Der Dienstleister

Praterstern, Hauptbahnhof, Krankenhaus Nord: Albert Wimmer hat Wien in den vergangenen Jahren wie kaum ein anderer Architekt geprägt. Annäherung an einen, der es mit geschickter Kontaktpflege weit über die eigene Baukunst hinaus geschafft hat

STADTLEBEN | BIRGIT WITTSTOCK, MAIK NOVOTNY | aus FALTER 11/17 vom 14.03.2017

Foto: Heribert Corn

Der Wimmer gwinnt immer“ lautet ein Running Gag unter Wiener Architekten.

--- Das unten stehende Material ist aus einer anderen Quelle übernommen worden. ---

//! SH1106 OLED Display Driver
//!
//! Driver for 128x64 SH1106-based OLED displays via I2C. Drawing goes into
//! a local page-organized framebuffer; [`DisplayBackend::flush`] pushes it.

use core::convert::Infallible;

use embedded_graphics::pixelcolor::BinaryColor;
use embedded_graphics::prelude::*;
use embedded_hal::i2c::I2c;
use espmon_display::{DisplayBackend, DisplayError};

/// SH1106 I2C address (typically 0x3C or 0x3D)
const SH1106_ADDR: u8 = 0x3C;

/// Display dimensions
pub const WIDTH: usize = 128;
pub const HEIGHT: usize = 64;
const PAGES: usize = HEIGHT / 8;

/// The controller RAM is 132 columns wide; the glass starts at column 2
const COLUMN_OFFSET: u8 = 2;

/// SH1106 commands
#[allow(dead_code)]
mod cmd {
    pub const DISPLAY_OFF: u8 = 0xAE;
    pub const DISPLAY_ON: u8 = 0xAF;
    pub const SET_CONTRAST: u8 = 0x81;
    pub const SET_NORMAL: u8 = 0xA6;
    pub const SET_DISPLAY_OFFSET: u8 = 0xD3;
    pub const SET_COM_PINS: u8 = 0xDA;
    pub const SET_VCOM_DETECT: u8 = 0xDB;
    pub const SET_CLOCK_DIV: u8 = 0xD5;
    pub const SET_PRECHARGE: u8 = 0xD9;
    pub const SET_MUX_RATIO: u8 = 0xA8;
    pub const SET_LOW_COLUMN: u8 = 0x00;
    pub const SET_HIGH_COLUMN: u8 = 0x10;
    pub const SET_PAGE_ADDR: u8 = 0xB0;
    pub const SET_START_LINE: u8 = 0x40;
    pub const SET_SEG_REMAP: u8 = 0xA1;
    pub const SET_COM_SCAN_DEC: u8 = 0xC8;
    pub const SET_CHARGE_PUMP: u8 = 0x8D;
}

/// SH1106 OLED driver
pub struct Sh1106<I2C> {
    i2c: I2C,
    /// Frame buffer (1 bit per pixel, organized as pages)
    buffer: [[u8; WIDTH]; PAGES],
    initialized: bool,
}

impl<I2C: I2c> Sh1106<I2C> {
    /// Create a new SH1106 driver
    pub fn new(i2c: I2C) -> Self {
        Self {
            i2c,
            buffer: [[0; WIDTH]; PAGES],
            initialized: false,
        }
    }

    /// Initialize the display
    pub fn init(&mut self) -> Result<(), DisplayError> {
        let init_cmds: &[u8] = &[
            cmd::DISPLAY_OFF,
            cmd::SET_CLOCK_DIV,
            0x80,
            cmd::SET_MUX_RATIO,
            0x3F, // 64 lines
            cmd::SET_DISPLAY_OFFSET,
            0x00,
            cmd::SET_START_LINE,
            cmd::SET_CHARGE_PUMP,
            0x14,
            cmd::SET_SEG_REMAP,
            cmd::SET_COM_SCAN_DEC,
            cmd::SET_COM_PINS,
            0x12,
            cmd::SET_CONTRAST,
            0xCF,
            cmd::SET_PRECHARGE,
            0xF1,
            cmd::SET_VCOM_DETECT,
            0x40,
            cmd::SET_NORMAL,
            cmd::DISPLAY_ON,
        ];

        for &c in init_cmds {
            self.command(c)?;
        }
        self.initialized = true;
        Ok(())
    }

    fn command(&mut self, cmd: u8) -> Result<(), DisplayError> {
        self.i2c
            .write(SH1106_ADDR, &[0x00, cmd])
            .map_err(|_| DisplayError::Communication)
    }

    fn set_pixel(&mut self, x: usize, y: usize, on: bool) {
        let byte = &mut self.buffer[y / 8][x];
        let mask = 1 << (y % 8);
        if on {
            *byte |= mask;
        } else {
            *byte &= !mask;
        }
    }
}

impl<I2C> OriginDimensions for Sh1106<I2C> {
    fn size(&self) -> Size {
        Size::new(WIDTH as u32, HEIGHT as u32)
    }
}

impl<I2C: I2c> DrawTarget for Sh1106<I2C> {
    type Color = BinaryColor;
    type Error = Infallible;

    fn draw_iter<I>(&mut self, pixels: I) -> Result<(), Self::Error>
    where
        I: IntoIterator<Item = Pixel<Self::Color>>,
    {
        for Pixel(point, color) in pixels {
            let (Ok(x), Ok(y)) = (usize::try_from(point.x), usize::try_from(point.y)) else {
                continue;
            };
            if x < WIDTH && y < HEIGHT {
                self.set_pixel(x, y, color.is_on());
            }
        }
        Ok(())
    }

    fn clear(&mut self, color: Self::Color) -> Result<(), Self::Error> {
        let fill = if color.is_on() { 0xFF } else { 0x00 };
        for page in self.buffer.iter_mut() {
            page.fill(fill);
        }
        Ok(())
    }
}

impl<I2C: I2c> DisplayBackend for Sh1106<I2C> {
    fn flush(&mut self) -> Result<(), DisplayError> {
        if !self.initialized {
            return Err(DisplayError::NotInitialized);
        }

        let mut data = [0u8; WIDTH + 1];
        data[0] = 0x40; // Data mode
        for page in 0..PAGES {
            self.command(cmd::SET_PAGE_ADDR | page as u8)?;
            self.command(cmd::SET_LOW_COLUMN | COLUMN_OFFSET)?;
            self.command(cmd::SET_HIGH_COLUMN)?;

            data[1..].copy_from_slice(&self.buffer[page]);
            self.i2c
                .write(SH1106_ADDR, &data)
                .map_err(|_| DisplayError::Communication)?;
        }
        Ok(())
    }

    fn is_ready(&self) -> bool {
        self.initialized
    }
}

Meist begleitet von einem mokanten Lächeln. Tatsächlich ist die Liste der Prestigebauten, die aus Wimmers Büro stammen, außergewöhnlich lang: das Kraftwerk Freudenau, Monte Laa, Eurogate, die EM-Stadien in Innsbruck, Klagenfurt und Salzburg, der Bahnhof Praterstern, der Hauptbahnhof, das Sonnwendviertel und Wiens größter Patient: das Krankenhaus Nord. Wo Wimmer nicht selbst baut, sitzt er zumindest in der Wettbewerbsjury, wie aktuell bei der Neugestaltung von Copa Cagrana und Cobenzl, und entwirft somit indirekt die Stadt mit.

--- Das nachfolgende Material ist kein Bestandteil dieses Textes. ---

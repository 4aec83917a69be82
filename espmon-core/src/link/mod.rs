//! Link health
//!
//! Decides when the producer has gone quiet.

pub mod monitor;

pub use monitor::{LinkMonitor, LinkState, LinkTransition, LINK_TIMEOUT_MS};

Kaum ein anderer Architekt prägte Wien in den vergangenen zwei Dekaden so stark wie Albert Wimmer. Unter Architekturkritikern gelten seine Arbeiten als pragmatisch und solide, er selbst als intellektuell und weniger eitel als andere seiner Kollegen. Er sei kein großer Künstler, es fehle ihm an Vision, heißt es, aber er habe das Netzwerken und das Gesichtsbad systematisiert. Kaum eine Veranstaltung der Stadt auf der Wimmer nicht anzutreffen ist.